The topic of Critical Race Theory (CRT) continues around the country and in the state of Kentucky.

In Kentucky, two proposed bills for the 2022 General Assembly would ban the teaching of CRT.

Rep. Matt Lockett, R-Nicholasville, the main sponsor of one of the bills, says it would ban teaching in Kentucky’s public schools, K-12, along with public universities and colleges.

“It’s been brought up more in the media. You know, if you used that term to people six months ago or a year ago, they wouldn’t know what is about because it’s basically taught in law schools in America. It wasn’t really something you saw in public schools,” said Rep. Steve Riley (R-Glasgow).

The two bills filed never mention CRT but would prohibit teachers from talking about eight concepts that promote CRT.

Lawmakers against the anti-CRT legislation that was pre-filed say it’s too broad.

Critical Race Theory is not taught in Bowling Green nor Warren County schools as it’s not generally taught in grades K-12.

“You get new issues and new topics that people are concerned about, you know, is this age-appropriate? Is this something that should be just discussed in law school classes, or does it need to be expanded?” expressed Riley. “I think a lot of people are concerned about that being expanded into young people before they have a chance to critically think about what that involves.”

A total of 27 bills have been pre-filed by different legislators throughout the state.
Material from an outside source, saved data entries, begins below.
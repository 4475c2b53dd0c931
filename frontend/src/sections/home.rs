//! "Home" card: key features overview.

use crate::sections::section_container;
use crate::tokens::*;
use crate::typography;
use shared::Section;
use zoon::*;

pub fn view() -> impl Element {
    section_container(
        Section::Home,
        Column::new()
            .s(Gap::new().y(SPACING_20))
            .item(typography::section_heading("Key ", "Features"))
            .item(typography::paragraph(
                "Empowering Language Analysis with Cutting-Edge AI",
            ))
            .item(
                Row::new()
                    .s(Gap::new().x(SPACING_20).y(SPACING_20))
                    .multiline()
                    .item(feature(
                        "HIPAA and GDPR",
                        "Open Brain AI is now run locally to ensure compliance with \
                         stringent data privacy and security regulations, including the \
                         Health Insurance Portability and Accountability Act (HIPAA) in \
                         the United States and the General Data Protection Regulation \
                         (GDPR) in the European Union.",
                    ))
                    .item(language_analysis_feature())
                    .item(feature(
                        "Multilingual Support",
                        "OBAI offers tools for a wide range of languages, including \
                         English, Danish, Dutch, Finnish, French, German, Greek, Italian, \
                         Norwegian, Polish, Portuguese, Romanian, Russian, Spanish, and \
                         Swedish.",
                    )),
            ),
    )
}

fn feature(title: &'static str, body: &'static str) -> impl Element {
    crate::reveal::reveal_on_scroll(
        Width::fill().min(240),
        Column::new()
            .s(Width::fill())
            .s(Gap::new().y(SPACING_8))
            .item(typography::h3(title))
            .item(typography::paragraph(body)),
    )
}

fn language_analysis_feature() -> impl Element {
    crate::reveal::reveal_on_scroll(Width::fill().min(240), language_analysis_body())
}

fn language_analysis_body() -> impl Element {
    let items = [
        "Audio transcription",
        "Automatic translation",
        "Grammar error correction",
        "Transcription to the International Phonetic Alphabet (IPA)",
        "Readability scoring",
        "Phonology, morphology, syntax, semantic, and lexical measures",
    ];
    Column::new()
        .s(Width::fill())
        .s(Gap::new().y(SPACING_8))
        .item(typography::h3("Language Analysis"))
        .item(
            Column::new()
                .s(Gap::new().y(SPACING_4))
                .items(items.into_iter().map(|item| {
                    Paragraph::new()
                        .s(Font::new()
                            .size(FONT_SIZE_16)
                            .line_height(LINE_HEIGHT_160)
                            .color_signal(neutral_11()))
                        .content("• ")
                        .content(item)
                })),
        )
}
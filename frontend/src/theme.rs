//! Theme state and persistence.
//!
//! The persisted value wins over the system color-scheme signal, which wins
//! over the `Light` default. Storage failures degrade to a session-only
//! theme; nothing here can fail from a caller's point of view.

use shared::{THEME_STORAGE_KEY, Theme, resolve_theme};
use zoon::*;

static THEME: Lazy<Mutable<Theme>> = Lazy::new(|| Mutable::new(Theme::Light));

/// Seeds the theme once at startup, before the first render.
pub fn init_theme() {
    THEME.set(resolve_theme(stored_theme().as_deref(), system_prefers_dark()));
}

/// Current theme as a signal for reactive styling.
pub fn theme() -> impl Signal<Item = Theme> {
    THEME.signal()
}

/// Flips the theme and persists the new value under the fixed key.
pub fn toggle_theme() {
    let new_theme = THEME.get().toggled();
    THEME.set(new_theme);
    let _ = local_storage().insert(THEME_STORAGE_KEY, new_theme.as_str());
}

/// Raw persisted value; a missing or unreadable entry is simply absent.
fn stored_theme() -> Option<String> {
    match local_storage().get(THEME_STORAGE_KEY) {
        Some(Ok(value)) => Some(value),
        _ => None,
    }
}

fn system_prefers_dark() -> bool {
    web_sys::window()
        .and_then(|window| {
            window
                .match_media("(prefers-color-scheme: dark)")
                .ok()
                .flatten()
        })
        .is_some_and(|query| query.matches())
}
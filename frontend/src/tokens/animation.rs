// Animation token system.

use zoon::*;

pub const DURATION_NORMAL: u32 = 300;
pub const DURATION_SLOW: u32 = 500;

/// Stagger step between hero entrance elements, mirroring the original
/// 0.2s animation-delay ladder.
pub const ENTRANCE_STAGGER: u32 = 200;

pub fn transition_colors() -> impl Style<'static> {
    Transitions::new([
        Transition::property("background-color").duration(DURATION_NORMAL),
        Transition::property("border-color").duration(DURATION_NORMAL),
        Transition::property("color").duration(DURATION_NORMAL),
    ])
}

pub fn transition_transform() -> impl Style<'static> {
    Transitions::new([Transition::property("transform").duration(DURATION_NORMAL)])
}
//! Window scroll sampling and smooth scrolling.
//!
//! Scroll events are coalesced to at most one recomputation per animation
//! frame: a boolean latch is armed by the scroll listener and reset by the
//! `requestAnimationFrame` callback, so samples arriving faster than the
//! frame rate collapse to the latest one. No timer-based debounce.

use crate::state::ViewState;
use shared::{Section, SectionBounds};
use std::cell::Cell;
use std::rc::Rc;
use wasm_bindgen::JsCast;
use wasm_bindgen::closure::Closure;

/// Frame-boundary gate: at most one animation-frame request may be
/// outstanding, and the pending request's id is kept so teardown can cancel
/// it before the callback's closure is freed.
struct FrameLatch {
    pending: Cell<bool>,
    frame_id: Cell<Option<i32>>,
}

impl FrameLatch {
    fn new() -> Self {
        Self {
            pending: Cell::new(false),
            frame_id: Cell::new(None),
        }
    }

    /// Returns true when the caller owns this frame and should request one.
    fn arm(&self) -> bool {
        !self.pending.replace(true)
    }

    fn scheduled(&self, id: i32) {
        self.frame_id.set(Some(id));
    }

    /// Frame callback ran; the latch reopens for the next scroll event.
    fn fired(&self) {
        self.pending.set(false);
        self.frame_id.set(None);
    }

    /// Id of the still-pending frame request, if any, handed out once.
    fn take_scheduled(&self) -> Option<i32> {
        self.frame_id.take()
    }
}

/// Owns the window scroll listener for the lifetime of the page root.
/// Dropping the spy deregisters the listener and cancels any pending
/// animation-frame request, on every exit path.
pub struct ScrollSpy {
    on_scroll: Closure<dyn FnMut()>,
    _on_frame: Rc<Closure<dyn FnMut()>>,
    latch: Rc<FrameLatch>,
}

impl ScrollSpy {
    /// Registers the scroll listener and takes an immediate sample so the
    /// nav highlight is correct before the first scroll event fires.
    pub fn attach(view_state: ViewState) -> Self {
        let latch = Rc::new(FrameLatch::new());

        let on_frame = Rc::new(Closure::<dyn FnMut()>::new({
            let view_state = view_state.clone();
            let latch = latch.clone();
            move || {
                latch.fired();
                sample(&view_state);
            }
        }));

        let on_scroll = Closure::<dyn FnMut()>::new({
            let latch = latch.clone();
            let on_frame = on_frame.clone();
            move || {
                if !latch.arm() {
                    return;
                }
                if let Some(window) = web_sys::window() {
                    if let Ok(id) = window
                        .request_animation_frame(on_frame.as_ref().as_ref().unchecked_ref())
                    {
                        latch.scheduled(id);
                    }
                }
            }
        });

        if let Some(window) = web_sys::window() {
            let _ = window
                .add_event_listener_with_callback("scroll", on_scroll.as_ref().unchecked_ref());
        }
        sample(&view_state);

        Self {
            on_scroll,
            _on_frame: on_frame,
            latch,
        }
    }
}

impl Drop for ScrollSpy {
    fn drop(&mut self) {
        if let Some(window) = web_sys::window() {
            let _ = window.remove_event_listener_with_callback(
                "scroll",
                self.on_scroll.as_ref().unchecked_ref(),
            );
            // A frame request left in flight would call into the freed
            // closure after this drop.
            if let Some(id) = self.latch.take_scheduled() {
                let _ = window.cancel_animation_frame(id);
            }
        }
    }
}

fn sample(view_state: &ViewState) {
    let Some(window) = web_sys::window() else {
        return;
    };
    let scroll_y = window.scroll_y().unwrap_or(0.0);
    let bounds = section_bounds_snapshot();
    view_state.sample_scroll(scroll_y, &bounds);
}

/// offsetTop/offsetHeight of every registry section currently in the DOM;
/// absent sections are skipped.
fn section_bounds_snapshot() -> Vec<SectionBounds> {
    let Some(document) = web_sys::window().and_then(|window| window.document()) else {
        return Vec::new();
    };
    Section::ALL
        .into_iter()
        .filter_map(|section| {
            let element = document
                .get_element_by_id(section.id())?
                .dyn_into::<web_sys::HtmlElement>()
                .ok()?;
            Some(SectionBounds::new(
                section,
                element.offset_top() as f64,
                element.offset_height() as f64,
            ))
        })
        .collect()
}

/// Smooth scroll to the section's top offset. A missing target element is a
/// silent no-op.
pub fn scroll_to_section(section: Section) {
    let Some(window) = web_sys::window() else {
        return;
    };
    let Some(element) = window
        .document()
        .and_then(|document| document.get_element_by_id(section.id()))
        .and_then(|element| element.dyn_into::<web_sys::HtmlElement>().ok())
    else {
        return;
    };
    let options = web_sys::ScrollToOptions::new();
    options.set_top(element.offset_top() as f64);
    options.set_behavior(web_sys::ScrollBehavior::Smooth);
    window.scroll_to_with_scroll_to_options(&options);
}

#[cfg(test)]
mod tests {
    use super::FrameLatch;

    #[test]
    fn latch_admits_one_frame_request_until_it_fires() {
        let latch = FrameLatch::new();
        assert!(latch.arm());
        assert!(!latch.arm());
        assert!(!latch.arm());
        latch.fired();
        assert!(latch.arm());
    }

    #[test]
    fn pending_frame_id_is_available_for_cancellation_exactly_once() {
        let latch = FrameLatch::new();
        assert!(latch.arm());
        latch.scheduled(7);
        assert_eq!(latch.take_scheduled(), Some(7));
        assert_eq!(latch.take_scheduled(), None);
    }

    #[test]
    fn fired_frame_leaves_nothing_to_cancel() {
        let latch = FrameLatch::new();
        assert!(latch.arm());
        latch.scheduled(3);
        latch.fired();
        assert_eq!(latch.take_scheduled(), None);
    }
}
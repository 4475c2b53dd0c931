//! Hero banner with the staggered entrance animation.
//!
//! Each animated block waits for the loaded flag, then its own delay step,
//! before fading and sliding in; the ladder mirrors the original site's
//! animation-delay sequence.

use crate::state::ViewState;
use crate::tokens::*;
use crate::typography;
use zoon::*;

pub fn hero(view_state: ViewState) -> impl Element {
    Column::new()
        .s(Width::fill())
        .s(Background::new().color_signal(primary_2()))
        .s(Padding::new().x(SPACING_24).y(SPACING_64))
        .s(Gap::new().y(SPACING_20))
        .item(title(&view_state))
        .item(animate_in(
            &view_state,
            4 * ENTRANCE_STAGGER,
            El::new()
                .s(Align::new().center_x())
                .s(Font::new()
                    .size(FONT_SIZE_24)
                    .weight(FontWeight::SemiBold)
                    .color_signal(neutral_11()))
                .child("version 2"),
        ))
        .item(animate_in(
            &view_state,
            3 * ENTRANCE_STAGGER,
            tagline_block(),
        ))
        .item(animate_in(
            &view_state,
            3 * ENTRANCE_STAGGER,
            credits_block(),
        ))
        .item(animate_in(
            &view_state,
            ENTRANCE_STAGGER + ENTRANCE_STAGGER / 2,
            hero_buttons(view_state.clone()),
        ))
}

fn title(view_state: &ViewState) -> impl Element {
    Row::new()
        .s(Align::new().center_x())
        .s(Gap::new().x(SPACING_12))
        .item(animate_in(view_state, 0, title_word("Open")))
        .item(animate_in(view_state, ENTRANCE_STAGGER, title_word("Brain")))
        .item(animate_in(
            view_state,
            2 * ENTRANCE_STAGGER,
            title_word("AI"),
        ))
}

fn title_word(word: &'static str) -> impl Element {
    El::new()
        .s(Font::new()
            .size(FONT_SIZE_56)
            .weight(FontWeight::Bold)
            .color_signal(neutral_12()))
        .child(word)
}

fn tagline_block() -> impl Element {
    Column::new()
        .s(Width::fill().max(720))
        .s(Align::new().center_x())
        .s(Gap::new().y(SPACING_12))
        .item(typography::paragraph(
            "A dynamic academic platform providing AI tools and resources to support \
             the work of clinicians, educators, and researchers.",
        ))
        .item(typography::paragraph(
            "The Open Brain AI version 1 is currently sleeping. We are transitioning \
             into Open Brain AI v.2 (expected release day May 15, 2025).",
        ))
}

fn credits_block() -> impl Element {
    Paragraph::new()
        .s(Width::fill().max(720))
        .s(Align::new().center_x())
        .s(Font::new()
            .size(FONT_SIZE_16)
            .line_height(LINE_HEIGHT_160)
            .color_signal(neutral_11()))
        .content("Developed by ")
        .content(credit_link(
            "Charalambos (Haris) Themistocleous",
            "http://charalambosthemistocleous.com",
        ))
        .content(", ")
        .content(credit_link(
            "Department of Special Needs Education",
            "https://www.uv.uio.no/isp/english/",
        ))
        .content(", ")
        .content(credit_link(
            "Faculty of Educational Sciences",
            "https://www.uv.uio.no/english/",
        ))
        .content(", ")
        .content(credit_link(
            "University of Oslo",
            "https://www.uio.no/english/",
        ))
        .content(".")
}

fn credit_link(label: &'static str, url: &'static str) -> impl Element {
    Link::new()
        .s(Font::new().color_signal(primary_7()).italic())
        .label(label)
        .to(url)
        .new_tab(NewTab::new())
}

fn hero_buttons(view_state: ViewState) -> impl Element {
    Row::new()
        .s(Align::new().center_x())
        .s(Gap::new().x(SPACING_16))
        .item(
            Button::new()
                .s(Padding::new().x(SPACING_24).y(SPACING_12))
                .s(RoundedCorners::all(8))
                .s(Background::new().color_signal(primary_7()))
                .s(Font::new()
                    .weight(FontWeight::SemiBold)
                    .color_signal(accent_on_primary()))
                .s(transition_colors())
                .label("Learn More")
                .on_press({
                    let view_state = view_state.clone();
                    // "portfolio" is not in the registry, so this click is a
                    // no-op, same as on the original site.
                    move || view_state.navigate_to_id("portfolio")
                }),
        )
        .item(
            Button::new()
                .s(Padding::new().x(SPACING_24).y(SPACING_12))
                .s(RoundedCorners::all(8))
                .s(Borders::all_signal(
                    primary_7().map(|color| Border::new().width(1).color(color)),
                ))
                .s(Font::new()
                    .weight(FontWeight::SemiBold)
                    .color_signal(primary_7()))
                .s(transition_colors())
                .label("Downloads")
                .on_press(move || view_state.navigate_to(shared::Section::Downloads)),
        )
}

/// Wraps `element` in an opacity/translate entrance gated by the loaded flag
/// plus `delay_ms`.
fn animate_in(view_state: &ViewState, delay_ms: u32, element: impl Element) -> impl Element {
    let revealed = Mutable::new(false);
    Task::start({
        let revealed = revealed.clone();
        let loaded = view_state.is_loaded_signal();
        async move {
            loaded.wait_for(true).await;
            Timer::sleep(delay_ms).await;
            revealed.set(true);
        }
    });
    El::new()
        .update_raw_el(move |raw_el| {
            let transition =
                format!("opacity {DURATION_SLOW}ms ease-out, transform {DURATION_SLOW}ms ease-out");
            raw_el
                .style("transition", &transition)
                .style_signal(
                    "opacity",
                    revealed.signal().map(|shown| if shown { "1" } else { "0" }),
                )
                .style_signal(
                    "transform",
                    revealed.signal().map(|shown| {
                        if shown {
                            "translateY(0)"
                        } else {
                            "translateY(16px)"
                        }
                    }),
                )
        })
        .child(element)
}
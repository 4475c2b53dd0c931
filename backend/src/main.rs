//! Static shell serving the frontend bundle. No application endpoints.

use moon::*;

async fn frontend() -> Frontend {
    Frontend::new().title("Open Brain AI").index_by_robots(true)
}

async fn up_msg_handler(_: UpMsgRequest<()>) {}

#[moon::main]
async fn main() -> std::io::Result<()> {
    start(frontend, up_msg_handler, |_error| {}).await
}
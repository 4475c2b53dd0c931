//! Open Brain AI site entry point.

use zoon::*;

mod app;
mod footer;
mod header;
mod hero;
mod reveal;
mod scrolling;
mod sections;
mod state;
mod theme;
mod tokens;
mod typography;

pub fn main() {
    start_app("app", || app::SiteApp::new().root());
}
Meanwhile, one bill related to COVID would prohibit businesses and universities from asking people to disclose their immunization status.

“I know a lot of people got the vaccine, I’ve got the vaccine myself,” said Riley. “But I have difficulty with forcing people to do something that under their own good conscious, and their ability to decide what they want to do with their, with their medical situation that they’re involved in. So I think that’s something that there will be discussions on, I don’t know exactly what direction that will go.”

Lawmakers will consider Bill 106 regarding vaccine status in the next general session, which starts in January.